Data section.

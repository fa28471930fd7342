//! Alias allocation and URL lookup service.

use std::sync::Arc;

use crate::domain::entities::UrlRecord;
use crate::domain::repositories::{UrlDeleter, UrlGetter, UrlInspector, UrlSaver};
use crate::error::AppError;
use crate::utils::alias_generator::{generate_alias, validate_custom_alias};
use crate::utils::url_normalizer::normalize_url;

/// Service for saving, resolving and deleting URL mappings.
///
/// Each operation is only available when the store provides the matching
/// capability, so callers can be wired with a store that implements just
/// what they use.
pub struct UrlService<R> {
    store: Arc<R>,
    alias_length: usize,
}

impl<R> UrlService<R> {
    /// Creates a new service generating aliases of `alias_length` characters.
    pub fn new(store: Arc<R>, alias_length: usize) -> Self {
        Self {
            store,
            alias_length,
        }
    }
}

impl<R: UrlSaver> UrlService<R> {
    /// Stores `url` and returns the alias it was saved under.
    ///
    /// The URL is stored in its canonical form (see
    /// [`normalize_url`]). An absent or empty `alias` is replaced by a random
    /// one. The store is called once; a generated alias that collides is
    /// reported like any other conflict and is not retried.
    ///
    /// # Errors
    ///
    /// Returns [`AppError::Validation`] for an unusable URL or alias,
    /// [`AppError::Conflict`] if the alias is taken and
    /// [`AppError::Internal`] if alias generation or storage fails.
    pub async fn shorten(&self, url: &str, alias: Option<String>) -> Result<String, AppError> {
        let url = normalize_url(url)?;

        let alias = match alias.filter(|a| !a.is_empty()) {
            Some(alias) => {
                validate_custom_alias(&alias)?;
                alias
            }
            None => generate_alias(self.alias_length)?,
        };

        self.store.save_url(&url, &alias).await?;

        tracing::info!(alias = %alias, url = %url, "url saved");

        Ok(alias)
    }
}

impl<R: UrlGetter> UrlService<R> {
    /// Returns the target URL for `alias`.
    ///
    /// # Errors
    ///
    /// Returns [`AppError::NotFound`] if the alias is unknown.
    pub async fn resolve(&self, alias: &str) -> Result<String, AppError> {
        Ok(self.store.get_url(alias).await?)
    }
}

impl<R: UrlDeleter> UrlService<R> {
    /// Deletes the mapping for `alias` and returns the URL it pointed to.
    ///
    /// # Errors
    ///
    /// Returns [`AppError::NotFound`] if the alias is unknown.
    pub async fn remove(&self, alias: &str) -> Result<String, AppError> {
        let url = self.store.delete_url(alias).await?;

        tracing::info!(alias, url = %url, "url deleted");

        Ok(url)
    }
}

impl<R: UrlInspector> UrlService<R> {
    /// Returns the full record for `alias`.
    ///
    /// # Errors
    ///
    /// Returns [`AppError::NotFound`] if the alias is unknown.
    pub async fn inspect(&self, alias: &str) -> Result<UrlRecord, AppError> {
        Ok(self.store.find_record(alias).await?)
    }
}

#[cfg(test)]
mod tests {
    use super::*;
    use crate::domain::errors::StorageError;
    use crate::domain::repositories::{MockUrlDeleter, MockUrlGetter, MockUrlSaver};
    use std::io;

    #[tokio::test]
    async fn test_shorten_with_custom_alias() {
        let mut mock_saver = MockUrlSaver::new();

        mock_saver
            .expect_save_url()
            .withf(|url, alias| url == "https://example.com/" && alias == "abc123")
            .times(1)
            .returning(|_, _| Ok(()));

        let service = UrlService::new(Arc::new(mock_saver), 8);

        let alias = service
            .shorten("https://example.com", Some("abc123".to_string()))
            .await
            .unwrap();

        assert_eq!(alias, "abc123");
    }

    #[tokio::test]
    async fn test_shorten_generates_alias_when_absent() {
        let mut mock_saver = MockUrlSaver::new();

        mock_saver
            .expect_save_url()
            .withf(|_, alias| alias.len() == 8 && alias.chars().all(|c| c.is_ascii_alphanumeric()))
            .times(1)
            .returning(|_, _| Ok(()));

        let service = UrlService::new(Arc::new(mock_saver), 8);

        let alias = service.shorten("https://example.com", None).await.unwrap();

        assert_eq!(alias.len(), 8);
    }

    #[tokio::test]
    async fn test_shorten_treats_empty_alias_as_absent() {
        let mut mock_saver = MockUrlSaver::new();

        mock_saver
            .expect_save_url()
            .withf(|_, alias| alias.len() == 12)
            .times(1)
            .returning(|_, _| Ok(()));

        let service = UrlService::new(Arc::new(mock_saver), 12);

        let alias = service
            .shorten("https://example.com", Some(String::new()))
            .await
            .unwrap();

        assert_eq!(alias.len(), 12);
    }

    #[tokio::test]
    async fn test_shorten_rejects_reserved_alias() {
        let mut mock_saver = MockUrlSaver::new();
        mock_saver.expect_save_url().times(0);

        let service = UrlService::new(Arc::new(mock_saver), 8);

        let result = service
            .shorten("https://example.com", Some("health".to_string()))
            .await;

        assert!(matches!(result, Err(AppError::Validation { .. })));
    }

    #[tokio::test]
    async fn test_shorten_stores_canonical_url() {
        let mut mock_saver = MockUrlSaver::new();

        mock_saver
            .expect_save_url()
            .withf(|url, _| url == "https://example.com/caf%C3%A9")
            .times(1)
            .returning(|_, _| Ok(()));

        let service = UrlService::new(Arc::new(mock_saver), 8);

        service
            .shorten("HTTPS://EXAMPLE.COM/café", Some("cafe".to_string()))
            .await
            .unwrap();
    }

    #[tokio::test]
    async fn test_shorten_rejects_unusable_url() {
        let mut mock_saver = MockUrlSaver::new();
        mock_saver.expect_save_url().times(0);

        let service = UrlService::new(Arc::new(mock_saver), 8);

        for url in ["not-a-url", "https://example.com/a\nb", ""] {
            let result = service.shorten(url, Some("abc".to_string())).await;
            assert!(
                matches!(result, Err(AppError::Validation { .. })),
                "{:?} should be rejected",
                url
            );
        }
    }

    #[tokio::test]
    async fn test_shorten_rejects_malformed_alias() {
        let mut mock_saver = MockUrlSaver::new();
        mock_saver.expect_save_url().times(0);

        let service = UrlService::new(Arc::new(mock_saver), 8);

        let too_long = "a".repeat(65);
        for alias in ["a/b", "has space", too_long.as_str()] {
            let result = service
                .shorten("https://example.com", Some(alias.to_string()))
                .await;
            assert!(
                matches!(result, Err(AppError::Validation { .. })),
                "{:?} should be rejected",
                alias
            );
        }
    }

    #[tokio::test]
    async fn test_shorten_conflict_is_not_retried() {
        let mut mock_saver = MockUrlSaver::new();

        mock_saver
            .expect_save_url()
            .times(1)
            .returning(|_, _| Err(StorageError::AliasExists { op: "test" }));

        let service = UrlService::new(Arc::new(mock_saver), 8);

        let result = service.shorten("https://example.com", None).await;

        assert!(matches!(result, Err(AppError::Conflict { .. })));
    }

    #[tokio::test]
    async fn test_shorten_storage_failure_is_internal() {
        let mut mock_saver = MockUrlSaver::new();

        mock_saver.expect_save_url().times(1).returning(|_, _| {
            Err(StorageError::storage("test", io::Error::other("disk full")))
        });

        let service = UrlService::new(Arc::new(mock_saver), 8);

        let err = service
            .shorten("https://example.com", Some("abc".to_string()))
            .await
            .unwrap_err();

        assert!(matches!(err, AppError::Internal { .. }));
        assert!(!err.to_string().contains("disk full"));
    }

    #[tokio::test]
    async fn test_shorten_zero_length_fails_before_storage() {
        let mut mock_saver = MockUrlSaver::new();
        mock_saver.expect_save_url().times(0);

        let service = UrlService::new(Arc::new(mock_saver), 0);

        let result = service.shorten("https://example.com", None).await;

        assert!(matches!(result, Err(AppError::Internal { .. })));
    }

    #[tokio::test]
    async fn test_resolve_found() {
        let mut mock_getter = MockUrlGetter::new();

        mock_getter
            .expect_get_url()
            .withf(|alias| alias == "abc123")
            .times(1)
            .returning(|_| Ok("https://example.com".to_string()));

        let service = UrlService::new(Arc::new(mock_getter), 8);

        let url = service.resolve("abc123").await.unwrap();

        assert_eq!(url, "https://example.com");
    }

    #[tokio::test]
    async fn test_resolve_not_found() {
        let mut mock_getter = MockUrlGetter::new();

        mock_getter
            .expect_get_url()
            .times(1)
            .returning(|_| Err(StorageError::NotFound { op: "test" }));

        let service = UrlService::new(Arc::new(mock_getter), 8);

        let result = service.resolve("missing").await;

        assert!(matches!(result, Err(AppError::NotFound { .. })));
    }

    #[tokio::test]
    async fn test_remove_returns_plain_url() {
        let mut mock_deleter = MockUrlDeleter::new();

        mock_deleter
            .expect_delete_url()
            .withf(|alias| alias == "abc123")
            .times(1)
            .returning(|_| Ok("https://example.com".to_string()));

        let service = UrlService::new(Arc::new(mock_deleter), 8);

        let url = service.remove("abc123").await.unwrap();

        assert_eq!(url, "https://example.com");
    }

    #[tokio::test]
    async fn test_remove_not_found() {
        let mut mock_deleter = MockUrlDeleter::new();

        mock_deleter
            .expect_delete_url()
            .times(1)
            .returning(|_| Err(StorageError::NotFound { op: "test" }));

        let service = UrlService::new(Arc::new(mock_deleter), 8);

        let result = service.remove("missing").await;

        assert!(matches!(result, Err(AppError::NotFound { .. })));
    }
}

Task requirements.
Scan the records for the string "Some" and report each line where it occurs.

Answer space.
            Some(alias) => {
            .shorten("https://example.com", Some("abc123".to_string()))
            .shorten("https://example.com", Some(String::new()))
            .shorten("https://example.com", Some("health".to_string()))
            .shorten("HTTPS://EXAMPLE.COM/café", Some("cafe".to_string()))
            let result = service.shorten(url, Some("abc".to_string())).await;
                .shorten("https://example.com", Some(alias.to_string()))
            .shorten("https://example.com", Some("abc".to_string()))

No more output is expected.